Loss of CNGB1 protein leads to olfactory dysfunction and subciliary cyclic nucleotide-gated channel trapping

Stylianos Michalakis, Johannes Reisert, Heidi Geiger, Christian Wetzel, Xiangang Zong, Jonathan Bradley, Marc Spehr, Sabine Hüttl, Andrea Gerstner, Alexander Pfeifer, Hanns Hatt, King Wai Yau, Martin Biel

Research output: Contribution to journalArticlepeer-review

68 Scopus citations


Olfactory receptor neurons (ORNs) employ a cyclic nucleotide-gated (CNG) channel to generate a receptor current in response to an odorant-induced rise in cAMP. This channel contains three types of subunits, the principal CNGA2 subunit and two modulatory subunits (CNGA4 and CNGB1b). Here, we have analyzed the functional relevance of CNGB1 for olfaction by gene targeting in mice. Electro-olfactogram responses of CNGB1-deficient (CNGB1-/-) mice displayed a reduced maximal amplitude and decelerated onset and recovery kinetics compared with wild-type mice. In a behavioral test, CNGB1-/- mice exhibited a profoundly decreased olfactory performance. Electrophysiological recordings revealed that ORNs of CNGB1-/- mice weakly expressed a CNG current with decreased cAMP sensitivity, very rapid flicker-gating behavior and no fast modulation by Ca2+-calmodulin. Co-immunoprecipitation confirmed the presence of a CNGA2/CNGA4 channel in the olfactory epithelium of CNGB1-/- mice.

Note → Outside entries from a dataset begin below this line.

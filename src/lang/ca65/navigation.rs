//! Navigation queries: definition, references, rename, highlights.
//!
//! All of them share the same first step, identifying what the cursor is
//! on: a named reference (every definition site carries a reference to
//! itself), an anonymous-label construct, or a cheap local.  Unresolved
//! references simply produce empty results.

use lsp_types as lsp;
use std::collections::HashMap;
use crate::lang::range_contains_pos;
use super::analysis::Analyzer;
use super::lexer::lex_line;
use super::unnamed;
use super::Entity;

/// What a query position points at.
pub enum Target {
    Entity(Entity),
    /// anonymous-label ordinal
    Anonymous(usize),
    /// cheap local name and the line it was seen on
    Cheap(String,u32)
}

/// Identify the target under the cursor, resolving named references
/// through the resolver.
pub fn target_at(analyzer: &mut Analyzer, uri: &lsp::Url, pos: &lsp::Position) -> Option<Target> {
    let key = uri.to_string();
    let reference = match analyzer.workspace().table(&key) {
        Some(table) => table.find_reference_at(pos).cloned(),
        None => None
    };
    if let Some(reference) = reference {
        if reference.name.starts_with('@') {
            return Some(Target::Cheap(reference.name.clone(),pos.line));
        }
        return analyzer.resolve(&key,&reference).map(Target::Entity);
    }
    if let Some(table) = analyzer.workspace().table(&key) {
        if let Some(ordinal) = unnamed::ordinal_at(table,pos) {
            return Some(Target::Anonymous(ordinal));
        }
    }
    // a cheap-local definition has no stored reference, inspect the line
    if let Some(doc) = analyzer.workspace().doc(&key) {
        if let Some(line) = doc.line(pos.line as usize) {
            if let Some(item) = lex_line(&line).label {
                let rng = crate::lang::line_range(pos.line,item.offset,item.offset+item.text.len());
                if item.text.starts_with('@') && range_contains_pos(&rng,pos) {
                    return Some(Target::Cheap(item.text,pos.line));
                }
            }
        }
    }
    None
}

pub fn goto_definition(analyzer: &mut Analyzer, uri: &lsp::Url, pos: &lsp::Position) -> Vec<lsp::Location> {
    if !analyzer.ready() {
        return Vec::new();
    }
    let key = uri.to_string();
    match target_at(analyzer,uri,pos) {
        Some(Target::Entity(entity)) => {
            let ws = analyzer.workspace();
            match (ws.table(&entity.uri),lsp::Url::parse(&entity.uri)) {
                (Some(table),Ok(target_uri)) => vec![lsp::Location::new(target_uri,table.node_range(&entity.node))],
                _ => Vec::new()
            }
        },
        Some(Target::Anonymous(ordinal)) => {
            let ws = analyzer.workspace();
            match ws.table(&key).and_then(|t| unnamed::definition_of_ordinal(t,ordinal)) {
                Some(rng) => vec![lsp::Location::new(uri.clone(),rng)],
                None => Vec::new()
            }
        },
        Some(Target::Cheap(name,line)) => {
            let ws = analyzer.workspace();
            match (ws.doc(&key),ws.table(&key)) {
                (Some(doc),Some(table)) => match unnamed::cheap_definition(doc,table,&name,line) {
                    Some(rng) => vec![lsp::Location::new(uri.clone(),rng)],
                    None => Vec::new()
                },
                _ => Vec::new()
            }
        },
        None => Vec::new()
    }
}

/// Every reference span whose resolution lands on the entity, across the
/// whole workspace.
pub fn entity_references(analyzer: &mut Analyzer, entity: &Entity) -> Vec<lsp::Location> {
    let mut candidates = Vec::new();
    for (uri,table) in &analyzer.workspace().tables {
        for reference in &table.references {
            candidates.push((uri.clone(),reference.clone()));
        }
    }
    let mut ans = Vec::new();
    for (uri,reference) in candidates {
        if let Some(resolved) = analyzer.resolve(&uri,&reference) {
            if resolved == *entity {
                if let Ok(parsed) = lsp::Url::parse(&uri) {
                    ans.push(lsp::Location::new(parsed,reference.rng));
                }
            }
        }
    }
    ans.sort_by_key(|loc| (loc.uri.to_string(),loc.range.start.line,loc.range.start.character));
    ans
}

pub fn references(analyzer: &mut Analyzer, uri: &lsp::Url, pos: &lsp::Position) -> Vec<lsp::Location> {
    if !analyzer.ready() {
        return Vec::new();
    }
    let key = uri.to_string();
    match target_at(analyzer,uri,pos) {
        Some(Target::Entity(entity)) => entity_references(analyzer,&entity),
        Some(Target::Anonymous(ordinal)) => {
            let ws = analyzer.workspace();
            match ws.table(&key) {
                Some(table) => unnamed::references_of_ordinal(table,ordinal).into_iter()
                    .map(|rng| lsp::Location::new(uri.clone(),rng)).collect(),
                None => Vec::new()
            }
        },
        Some(Target::Cheap(name,line)) => {
            let ws = analyzer.workspace();
            match (ws.doc(&key),ws.table(&key)) {
                (Some(doc),Some(table)) => unnamed::cheap_references(doc,table,&name,line).into_iter()
                    .map(|rng| lsp::Location::new(uri.clone(),rng)).collect(),
                _ => Vec::new()
            }
        },
        None => Vec::new()
    }
}

/// Text edits replacing every reference span of the target with the new
/// name.  Anonymous labels have no name to replace.
pub fn rename(analyzer: &mut Analyzer, uri: &lsp::Url, pos: &lsp::Position,
    new_name: &str) -> HashMap<lsp::Url,Vec<lsp::TextEdit>> {
    let mut changes: HashMap<lsp::Url,Vec<lsp::TextEdit>> = HashMap::new();
    if !analyzer.ready() {
        return changes;
    }
    let locs = match target_at(analyzer,uri,pos) {
        Some(Target::Anonymous(_)) | None => Vec::new(),
        _ => references(analyzer,uri,pos)
    };
    for loc in locs {
        changes.entry(loc.uri).or_default().push(lsp::TextEdit::new(loc.range,new_name.to_string()));
    }
    changes
}

/// Reference spans within the queried file only.
pub fn highlights(analyzer: &mut Analyzer, uri: &lsp::Url, pos: &lsp::Position) -> Vec<lsp::DocumentHighlight> {
    references(analyzer,uri,pos).into_iter()
        .filter(|loc| loc.uri == *uri)
        .map(|loc| lsp::DocumentHighlight { range: loc.range, kind: Some(lsp::DocumentHighlightKind::TEXT) })
        .collect()
}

This CNGA2/CNGA4 channel was targeted to the plasma membrane of olfactory knobs, but failed to be trafficked into olfactory cilia. Interestingly, we observed a similar trafficking defect in mice deficient for the CNGA4 subunit. In conclusion, these results demonstrate that CNGB1 has a dual function in vivo. First, it endows the olfactory CNG channel with a variety of biophysical properties tailored to the specific requirements of olfactory transduction. Second, together with the CNGA4 subunit, CNGB1 is needed for ciliary targeting of the olfactory CNG channel.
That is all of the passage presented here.